What’s Of Mothers and Little People all about?:
In these stories, Cornish folklore slips into everyday life. Hopes, regrets and memories are entangled with catfish, wrecker’s lamps, standing stones and baying hounds, and relationships wax and wane in the glow of a moonlit sea. This luminous, startling and utterly spellbinding debut collection introduces in Lucy Wood a spectacular new voice in contemporary British fiction. Of Mothers and Little People involves a daughter returning to her family home to see her mother where she undergoes a strange experience by seeing a whole new invisible world surrounding her mother and protecting her from loneliness.
What did I think?:
I was initially attracted to this collection of short stories because it delves into the magic and mystical which make a great escape from the traumas and monotony of everyday life.

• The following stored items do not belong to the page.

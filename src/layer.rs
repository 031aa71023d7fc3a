//! # Deterministic Layer Construction
//!
//! Packs a validated set of filesystem entries into one reproducible
//! tar+gzip layer blob. Entries are written in the lexicographic order
//! produced by the walk, with timestamps and ownership zeroed, so an
//! unchanged source tree always yields a byte-identical blob and
//! therefore an identical digest.
//!
//! Two digests are computed in a single pass over the stream:
//!
//! - the **blob digest**, over the compressed bytes, which addresses
//!   the layer in manifests and the blob store;
//! - the **diff ID**, over the uncompressed tar bytes, which identifies
//!   the filesystem change in the image config independent of
//!   compression.
//!
//! Regular file content is streamed from disk through the tar encoder,
//! never buffered wholesale, and the compressed output streams into a
//! staging file that is committed to the store by atomic rename.

use std::fs::File;
use std::io::{self, BufWriter, Write};
use std::path::Path;

use flate2::write::GzEncoder;
use flate2::Compression;
use sha2::{Digest as _, Sha256};
use tracing::{debug, info};

use crate::constants::{MAX_LAYER_SIZE, OCI_LAYER_MEDIA_TYPE_GZIP};
use crate::error::{Error, Result};
use crate::manifest::Descriptor;
use crate::storage::{BlobStore, Digest};
use crate::walk::{EntryKind, FileEntry};

/// Handle to a built layer blob resident in the store.
#[derive(Debug, Clone)]
pub struct Layer {
    /// Digest of the compressed blob.
    pub digest: Digest,
    /// Digest of the uncompressed tar stream.
    pub diff_id: Digest,
    /// Compressed size in bytes.
    pub size: u64,
    /// Media type of the blob.
    pub media_type: &'static str,
}

impl Layer {
    /// Returns the manifest descriptor for this layer.
    pub fn descriptor(&self) -> Descriptor {
        Descriptor {
            media_type: self.media_type.to_string(),
            digest: self.digest.clone(),
            size: self.size,
            platform: None,
        }
    }
}

/// Builds layer blobs into a [`BlobStore`].
pub struct LayerBuilder<'a> {
    store: &'a BlobStore,
}

impl<'a> LayerBuilder<'a> {
    /// Creates a builder committing into `store`.
    pub fn new(store: &'a BlobStore) -> Self {
        Self { store }
    }

    /// Packs `entries` (resolved against `root`) into one layer blob.
    ///
    /// `entries` must come from [`crate::walk::collect_entries`], which
    /// guarantees validation and canonical ordering.
    pub fn build(&self, root: &Path, entries: &[FileEntry]) -> Result<Layer> {
        let staged = self.store.staging_path();
        let file = File::create(&staged).map_err(|e| Error::StorageWriteFailed(e.to_string()))?;

        let compressed = HashingWriter::new(BufWriter::new(file));
        let gz = GzEncoder::new(compressed, Compression::default());
        let uncompressed = HashingWriter::new(gz);
        let mut tar = tar::Builder::new(uncompressed);
        tar.follow_symlinks(false);

        for entry in entries {
            self.append(&mut tar, root, entry)
                .map_err(|e| Error::LayerBuildFailed(format!("{}: {}", entry.rel_path.display(), e)))?;
        }

        // Unwind the writer chain, finalizing the tar trailer and the
        // gzip stream before taking either digest.
        let uncompressed = tar
            .into_inner()
            .map_err(|e| Error::LayerBuildFailed(e.to_string()))?;
        let (diff_hasher, gz, _) = uncompressed.into_parts();
        let compressed = gz
            .finish()
            .map_err(|e| Error::LayerBuildFailed(e.to_string()))?;
        let (blob_hasher, mut out, size) = compressed.into_parts();
        out.flush().map_err(|e| Error::StorageWriteFailed(e.to_string()))?;
        drop(out);

        if size > MAX_LAYER_SIZE {
            let _ = std::fs::remove_file(&staged);
            return Err(Error::LayerTooLarge {
                size,
                limit: MAX_LAYER_SIZE,
            });
        }

        let digest = Digest::from_sha256(blob_hasher);
        let diff_id = Digest::from_sha256(diff_hasher);
        self.store.commit_file(&staged, &digest)?;

        info!(
            "built layer {} ({} entries, {} bytes compressed)",
            digest,
            entries.len(),
            size
        );

        Ok(Layer {
            digest,
            diff_id,
            size,
            media_type: OCI_LAYER_MEDIA_TYPE_GZIP,
        })
    }

    /// Appends one entry with zeroed timestamps and ownership.
    fn append<W: Write>(
        &self,
        tar: &mut tar::Builder<W>,
        root: &Path,
        entry: &FileEntry,
    ) -> io::Result<()> {
        let mut header = tar::Header::new_gnu();
        header.set_mtime(0);
        header.set_uid(0);
        header.set_gid(0);
        header.set_mode(entry.mode);

        let name = tar_name(entry);
        debug!("packing {}", name);

        match entry.kind {
            EntryKind::Dir => {
                header.set_entry_type(tar::EntryType::Directory);
                header.set_size(0);
                tar.append_data(&mut header, name, io::empty())
            }
            EntryKind::File => {
                header.set_entry_type(tar::EntryType::Regular);
                header.set_size(entry.size);
                let file = File::open(root.join(&entry.rel_path))?;
                tar.append_data(&mut header, name, file)
            }
            EntryKind::Symlink => {
                header.set_entry_type(tar::EntryType::Symlink);
                header.set_size(0);
                let target = entry
                    .link_target
                    .as_deref()
                    .ok_or_else(|| io::Error::other("symlink entry without target"))?;
                tar.append_link(&mut header, name, target)
            }
        }
    }
}

/// Returns the entry's in-archive name with forward slashes and a
/// trailing slash for directories.
fn tar_name(entry: &FileEntry) -> String {
    let mut name = entry
        .rel_path
        .components()
        .map(|c| c.as_os_str().to_string_lossy())
        .collect::<Vec<_>>()
        .join("/");
    if entry.kind == EntryKind::Dir {
        name.push('/');
    }
    name
}

/// A writer that hashes and counts everything passing through it.
struct HashingWriter<W: Write> {
    inner: W,
    hasher: Sha256,
    written: u64,
}

impl<W: Write> HashingWriter<W> {
    fn new(inner: W) -> Self {
        Self {
            inner,
            hasher: Sha256::new(),
            written: 0,
        }
    }

    fn into_parts(self) -> (Sha256, W, u64) {
        (self.hasher, self.inner, self.written)
    }
}

impl<W: Write> Write for HashingWriter<W> {
    fn write(&mut self, buf: &[u8]) -> io::Result<usize> {
        let n = self.inner.write(buf)?;
        self.hasher.update(&buf[..n]);
        self.written += n as u64;
        Ok(n)
    }

    fn flush(&mut self) -> io::Result<()> {
        self.inner.flush()
    }
}

#[cfg(test)]
mod tests {
    use super::*;
    use crate::walk::collect_entries;
    use std::fs;
    use tempfile::TempDir;

    fn sample_tree() -> TempDir {
        let dir = TempDir::new().unwrap();
        fs::create_dir(dir.path().join("src")).unwrap();
        fs::write(dir.path().join("src/main.py"), b"print('hi')\n").unwrap();
        fs::write(dir.path().join("func.yaml"), b"name: hello\n").unwrap();
        dir
    }

    #[test]
    fn identical_trees_build_identical_blobs() {
        let tree = sample_tree();
        let store_dir = TempDir::new().unwrap();
        let store = BlobStore::with_path(store_dir.path().to_path_buf()).unwrap();

        let entries = collect_entries(tree.path(), &[]).unwrap();
        let a = LayerBuilder::new(&store).build(tree.path(), &entries).unwrap();
        let b = LayerBuilder::new(&store).build(tree.path(), &entries).unwrap();

        assert_eq!(a.digest, b.digest);
        assert_eq!(a.diff_id, b.diff_id);
        assert_eq!(a.size, b.size);
    }

    #[test]
    fn content_change_changes_both_digests() {
        let tree = sample_tree();
        let store_dir = TempDir::new().unwrap();
        let store = BlobStore::with_path(store_dir.path().to_path_buf()).unwrap();

        let entries = collect_entries(tree.path(), &[]).unwrap();
        let before = LayerBuilder::new(&store).build(tree.path(), &entries).unwrap();

        fs::write(tree.path().join("func.yaml"), b"name: changed\n").unwrap();
        let entries = collect_entries(tree.path(), &[]).unwrap();
        let after = LayerBuilder::new(&store).build(tree.path(), &entries).unwrap();

        assert_ne!(before.digest, after.digest);
        assert_ne!(before.diff_id, after.diff_id);
    }

    #[test]
    fn diff_id_is_digest_of_decompressed_stream() {
        let tree = sample_tree();
        let store_dir = TempDir::new().unwrap();
        let store = BlobStore::with_path(store_dir.path().to_path_buf()).unwrap();

        let entries = collect_entries(tree.path(), &[]).unwrap();
        let layer = LayerBuilder::new(&store).build(tree.path(), &entries).unwrap();

        let compressed = store.get(&layer.digest).unwrap();
        let mut decoder = flate2::read::GzDecoder::new(&compressed[..]);
        let mut tar_bytes = Vec::new();
        std::io::Read::read_to_end(&mut decoder, &mut tar_bytes).unwrap();

        assert_eq!(Digest::of(&tar_bytes), layer.diff_id);
    }

    #[cfg(unix)]
    #[test]
    fn symlinks_are_preserved_verbatim() {
        let tree = sample_tree();
        std::os::unix::fs::symlink("func.yaml", tree.path().join("config.lnk")).unwrap();

        let store_dir = TempDir::new().unwrap();
        let store = BlobStore::with_path(store_dir.path().to_path_buf()).unwrap();

        let entries = collect_entries(tree.path(), &[]).unwrap();
        let layer = LayerBuilder::new(&store).build(tree.path(), &entries).unwrap();

        let compressed = store.get(&layer.digest).unwrap();
        let decoder = flate2::read::GzDecoder::new(&compressed[..]);
        let mut archive = tar::Archive::new(decoder);

        let mut found = false;
        for entry in archive.entries().unwrap() {
            let entry = entry.unwrap();
            if entry.path().unwrap().as_ref() == Path::new("config.lnk") {
                assert_eq!(entry.header().entry_type(), tar::EntryType::Symlink);
                assert_eq!(
                    entry.link_name().unwrap().unwrap().as_ref(),
                    Path::new("func.yaml")
                );
                found = true;
            }
        }
        assert!(found, "symlink entry missing from archive");
    }
}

Of Mothers and Little People introduces us to a daughter who is returning home to visit her mother who lives alone having been separated from her husband for some time. It is clear from the beginning of the story that the daughter is desperately worried and slightly guilty about her mother being by herself and wants to “banish all those lonely, quiet moments that you imagine are like cobwebs nestling in every corner of the house.” She finds her mother up in the bathroom talking to herself which does not seem strange as she has always done that and then watches her put a cream over her eyelids that make them shimmer then turn the whites of her eyes green for a split second. We then find out the reason for the daughters particular visit this day, her father is getting re-married and her mother has invited him and his wife-to-be over for a celebratory meal. The daughter is there for some moral support for her mother and even suggests that her mother should bring a date – it is obvious she feels quite bitter towards her father for the break-up of the marriage.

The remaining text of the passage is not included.